Here is a before and after comparison of a design I made into little earrings:
It is marketted for kids, but it has some lovely applications for grown ups too - such as the pretty swallow necklace and earrings I made with the help of my Cameo. Other uses include keyrings, bespoke buttons, sun catchers and christmas decorations.
Cutting ChallengeThe problem with Shrink Plastic is that it is incredibly dense and difficult to cut. Indeed, many bloggers use it as the litmus test for cutting machines. I've used the learnings from my blade tutorial, along with a pretty cool Marquetry video from Brian at Graphtec to manage it though :)
The brand I used is called Shrinkles, it's like Shrinky Dinks but more readily available in the UK. Silhouette have their own brand coming very soon and I'm bursting to try it! As soon as I can get my mits on it, I'll be back with a blog post and comparison!
What you’ll need:
- Silhouette CAMEO
- Design of your choice
- Shrink Plastic
- Pen Holder and permanent pens such as Sharpies
STEP ONE: Scale your DesignAs your shape will become smaller and thicker, you need to compensate and make your design larger.
The shrinkage by 7 times actually refers to the area, so this equates roughly to a third smaller by width and height. I find the easiest way to scale your shape is to make it the size you want after it's shrunk and then scale to 264.5% as below:
You won't be able to make holes once it's shrunk, so make sure to add scaled up ones before you cut.
STEP TWO: Draw or StampYou can decorate the Shrink Plastic with colouring pencils, stamps or permanent markers. Of course you can decorate freehand, but I used the Silhouette pen holder with a silver metallic marker to write text and sketch some designs onto the plastic. There is a gloss and rough side of the plastic - you need to draw on the rough side.
You need to draw on the rough side, but if you right-click and select 'Flip Horizontally', you'll find your pen will show up more clearly on the gloss side. Illustrated in the photo below: the left-hand star had the text flipped and is glossy side up, whereas the right-hand star, I did not mirror the text and it is rough side up.
STEP THREE: Using Brian's Marquetry approachI watched a review in which the person tried to cut Shrink Plastic with a deep cut blade exposed to the maximum setting. This is a mistake! Let's refer back to my blade tutorial and our number one rule - use as little blade as possible. The plastic isn't thick like craft foam, so it doesn't need a deep cut blade. Instead, it's dense and the blade can't cut through the media in a single pass.

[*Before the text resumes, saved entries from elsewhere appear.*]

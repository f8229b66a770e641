//! Postgres-backed record store.
//!
//! Records live as JSONB documents in a single table keyed by their store key. The
//! lease columns implement per-key locking: a lock is taken with a conditional
//! `UPDATE` that only succeeds when no lease is held or the held lease has expired.
//! Lease expiry is computed with the database clock so that every worker agrees on it.
//!
//! ## Error Mapping
//!
//! | SQLx Error | StoreError |
//! |------------|------------|
//! | Database (any code) | `Storage` |
//! | PoolClosed | `Storage` |
//! | Decode / ColumnDecode | `Serialization` |
//! | Other | `Storage` |

use std::sync::Arc;

use sqlx::types::Json;
use sqlx::{PgPool, Row};
use tokio::time::Instant;
use tracing::{instrument, Span};

use chunkline_core::{BatchKey, BatchRecord, LeaseToken};

use super::r#trait::{IfMissing, LockMode, LockedRecord, Lookup, RecordStore, StoreConfig, StoreError};

const SCHEMA: &str = r#"
CREATE TABLE IF NOT EXISTS batch_records (
    record_key       TEXT PRIMARY KEY,
    record           JSONB NOT NULL,
    lease_token      UUID NULL,
    lease_expires_at TIMESTAMPTZ NULL,
    updated_at       TIMESTAMPTZ NOT NULL DEFAULT now()
)
"#;

/// Postgres-backed batch record store.
///
/// Cheap to clone; all clones share the connection pool.
#[derive(Debug, Clone)]
pub struct PostgresRecordStore {
    pool: Arc<PgPool>,
    config: StoreConfig,
}

impl PostgresRecordStore {
    pub fn new(pool: PgPool) -> Self {
        Self::with_config(pool, StoreConfig::default())
    }

    pub fn with_config(pool: PgPool, config: StoreConfig) -> Self {
        Self {
            pool: Arc::new(pool),
            config,
        }
    }

    /// Create the backing table if it does not exist.
    pub async fn ensure_schema(&self) -> Result<(), StoreError> {
        sqlx::query(SCHEMA)
            .execute(&*self.pool)
            .await
            .map_err(|e| map_sqlx_error("ensure_schema", e))?;
        Ok(())
    }

    async fn insert_if_absent(&self, record: &BatchRecord) -> Result<(), StoreError> {
        sqlx::query(
            r#"
            INSERT INTO batch_records (record_key, record)
            VALUES ($1, $2)
            ON CONFLICT (record_key) DO NOTHING
            "#,
        )
        .bind(record.record_key())
        .bind(Json(record))
        .execute(&*self.pool)
        .await
        .map_err(|e| map_sqlx_error("insert_if_absent", e))?;
        Ok(())
    }

    async fn read(&self, record_key: &str) -> Result<Option<BatchRecord>, StoreError> {
        let row = sqlx::query("SELECT record FROM batch_records WHERE record_key = $1")
            .bind(record_key)
            .fetch_optional(&*self.pool)
            .await
            .map_err(|e| map_sqlx_error("read", e))?;

        row.map(|row| decode_record(&row)).transpose()
    }

    /// One locking attempt. `Ok(None)` means the lock is currently held elsewhere.
    async fn try_lock(&self, record_key: &str) -> Result<Option<Lookup>, StoreError> {
        let token = LeaseToken::new();
        let ttl_ms = self.config.lease_ttl.as_millis() as f64;

        let row = sqlx::query(
            r#"
            UPDATE batch_records
            SET lease_token = $2,
                lease_expires_at = now() + ($3::double precision * interval '1 millisecond')
            WHERE record_key = $1
              AND (lease_token IS NULL OR lease_expires_at <= now())
            RETURNING record
            "#,
        )
        .bind(record_key)
        .bind(*token.as_uuid())
        .bind(ttl_ms)
        .fetch_optional(&*self.pool)
        .await
        .map_err(|e| map_sqlx_error("try_lock", e))?;

        if let Some(row) = row {
            return Ok(Some(Lookup::Found(LockedRecord {
                record: decode_record(&row)?,
                lease: Some(token),
            })));
        }

        let exists = sqlx::query("SELECT 1 FROM batch_records WHERE record_key = $1")
            .bind(record_key)
            .fetch_optional(&*self.pool)
            .await
            .map_err(|e| map_sqlx_error("try_lock", e))?
            .is_some();

        Ok(if exists { None } else { Some(Lookup::Absent) })
    }
}

#[async_trait::async_trait]
impl RecordStore for PostgresRecordStore {
    #[instrument(
        skip(self),
        fields(record_key = %key.record_key(), attempts = tracing::field::Empty),
        err
    )]
    async fn find(
        &self,
        key: &BatchKey,
        mode: LockMode,
        if_missing: IfMissing,
    ) -> Result<Lookup, StoreError> {
        let record_key = key.record_key();

        if let IfMissing::Create(now) = if_missing {
            self.insert_if_absent(&BatchRecord::new(key.clone(), now)).await?;
        }

        if mode == LockMode::None {
            return Ok(match self.read(&record_key).await? {
                Some(record) => Lookup::Found(LockedRecord { record, lease: None }),
                None => Lookup::Absent,
            });
        }

        let give_up_at = Instant::now() + self.config.lock_wait;
        let mut attempts = 0u32;
        loop {
            attempts += 1;
            if let Some(lookup) = self.try_lock(&record_key).await? {
                Span::current().record("attempts", attempts);
                return Ok(lookup);
            }
            if mode == LockMode::SkipIfLocked {
                return Ok(Lookup::Contended);
            }
            if Instant::now() >= give_up_at {
                return Err(StoreError::LockTimeout(record_key));
            }
            tokio::time::sleep(self.config.lock_poll).await;
        }
    }

    #[instrument(skip(self), fields(record_key = %key.record_key()), err)]
    async fn release(&self, key: &BatchKey, lease: LeaseToken) -> Result<(), StoreError> {
        let record_key = key.record_key();

        let released = sqlx::query(
            r#"
            UPDATE batch_records
            SET lease_token = NULL, lease_expires_at = NULL
            WHERE record_key = $1 AND lease_token = $2
            "#,
        )
        .bind(&record_key)
        .bind(*lease.as_uuid())
        .execute(&*self.pool)
        .await
        .map_err(|e| map_sqlx_error("release", e))?
        .rows_affected();

        if released > 0 {
            return Ok(());
        }

        let held_by_other = sqlx::query(
            "SELECT 1 FROM batch_records WHERE record_key = $1 AND lease_token IS NOT NULL",
        )
        .bind(&record_key)
        .fetch_optional(&*self.pool)
        .await
        .map_err(|e| map_sqlx_error("release", e))?
        .is_some();

        if held_by_other {
            Err(StoreError::LeaseMismatch(record_key))
        } else {
            Ok(())
        }
    }

    #[instrument(skip(self, record), fields(record_key = %record.record_key()), err)]
    async fn save(&self, record: &BatchRecord) -> Result<(), StoreError> {
        sqlx::query(
            r#"
            INSERT INTO batch_records (record_key, record, updated_at)
            VALUES ($1, $2, now())
            ON CONFLICT (record_key)
            DO UPDATE SET record = EXCLUDED.record, updated_at = now()
            "#,
        )
        .bind(record.record_key())
        .bind(Json(record))
        .execute(&*self.pool)
        .await
        .map_err(|e| map_sqlx_error("save", e))?;
        Ok(())
    }

    #[instrument(skip(self), fields(record_key = %key.record_key()), err)]
    async fn delete(&self, key: &BatchKey) -> Result<bool, StoreError> {
        let deleted = sqlx::query("DELETE FROM batch_records WHERE record_key = $1")
            .bind(key.record_key())
            .execute(&*self.pool)
            .await
            .map_err(|e| map_sqlx_error("delete", e))?
            .rows_affected();
        Ok(deleted > 0)
    }

    #[instrument(skip(self), fields(record_count = tracing::field::Empty), err)]
    async fn find_by_key_prefix(&self, prefix: &str) -> Result<Vec<BatchRecord>, StoreError> {
        let rows = sqlx::query(
            r#"
            SELECT record FROM batch_records
            WHERE record_key LIKE $1 ESCAPE '\'
            ORDER BY record_key ASC
            "#,
        )
        .bind(format!("{}%", escape_like(prefix)))
        .fetch_all(&*self.pool)
        .await
        .map_err(|e| map_sqlx_error("find_by_key_prefix", e))?;

        let records = rows
            .iter()
            .map(decode_record)
            .collect::<Result<Vec<_>, _>>()?;
        Span::current().record("record_count", records.len());
        Ok(records)
    }
}

fn decode_record(row: &sqlx::postgres::PgRow) -> Result<BatchRecord, StoreError> {
    row.try_get::<Json<BatchRecord>, _>("record")
        .map(|json| json.0)
        .map_err(|e| StoreError::Serialization(format!("failed to decode record row: {e}")))
}

fn escape_like(prefix: &str) -> String {
    let mut escaped = String::with_capacity(prefix.len());
    for c in prefix.chars() {
        if matches!(c, '%' | '_' | '\\') {
            escaped.push('\\');
        }
        escaped.push(c);
    }
    escaped
}

/// Map SQLx errors to `StoreError`.
fn map_sqlx_error(operation: &str, err: sqlx::Error) -> StoreError {
    match err {
        sqlx::Error::Database(db_err) => StoreError::Storage(format!(
            "database error in {operation} ({}): {}",
            db_err.code().as_deref().unwrap_or("?"),
            db_err.message()
        )),
        sqlx::Error::PoolClosed => {
            StoreError::Storage(format!("connection pool closed in {operation}"))
        }
        sqlx::Error::Decode(e) | sqlx::Error::ColumnDecode { source: e, .. } => {
            StoreError::Serialization(format!("decode error in {operation}: {e}"))
        }
        _ => StoreError::Storage(format!("sqlx error in {operation}: {err}")),
    }
}

#[cfg(test)]
mod tests {
    use super::*;

    #[test]
    fn like_metacharacters_are_escaped() {
        assert_eq!(escape_like("batch-record-"), "batch-record-");
        assert_eq!(escape_like("a_b%c\\d"), "a\\_b\\%c\\\\d");
    }

    #[test]
    fn pool_closed_maps_to_storage() {
        let err = map_sqlx_error("save", sqlx::Error::PoolClosed);
        assert!(matches!(err, StoreError::Storage(msg) if msg.contains("save")));
    }
}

The trick is an approach that Brian uses when making marquetry with the Curio - we do lots of passes, gradually increasing the blade setting as it penetrates deeper and deeper, finally cutting all the way through.
Don't unload the mat between passes, this will ensure that the cut will be in the identical position.
- Start with the blade at 0, full pressure (thickness 33), speed 5 and double cut.
- Blow away any dust from the blade and set to 1
- Send to with cut blade at 1, full pressure (thickness 33), speed 5 and double cut.
- Set blade to 2 and repeat
- Set blade to 3 and repeat twice
- Set blade to 4 and repeat twice more
Cameo 3 TricksOne of the things that sold the Cameo 3 to me was the automatic blade. Instead of setting the blade manually, the Cameo 'punches' this special blade to the setting that you specify. Not only is this handy and saves time, it means you are less likely to knock and damage the blade.
I duplicated the shape several times in the same position, giving each copy a different line colour. Then, in the advanced cut settings, by line colour, I applied the user defined settings I created for shrink plastic (autoblade, thickness 33, speed 5, blade varying from 1 to 4). This allowed for the whole process to be automated.
Even if you don't use the auto-blade or the advanced cut settings, the Cameo 3 has a simple but really handy 'Repeat Job' function once a job is finished - I love it and use it lots when making lots of replicated designs.
STEP FOUR: SHRINKHere is the shrink plastic before it went in the oven:
I baked at 175 degrees centigrade for a few minutes. You can also use a heat gun if you'd rather.
It will distort and curl up in an alarming fashion, but don't worry, it'll right itself and lie flat, indicating that it's done. Remove from the head and allow to cool.
Here are the shapes now they have shrunk:
FINISHED PRODUCTI slotted a small jump ring through one of the feather holes on the swallow's wing and then threaded a silver chain.
I found it quite hard to photograph, as it glows in a very pretty way when the light passes through, but trust me, it 's really charming in real life.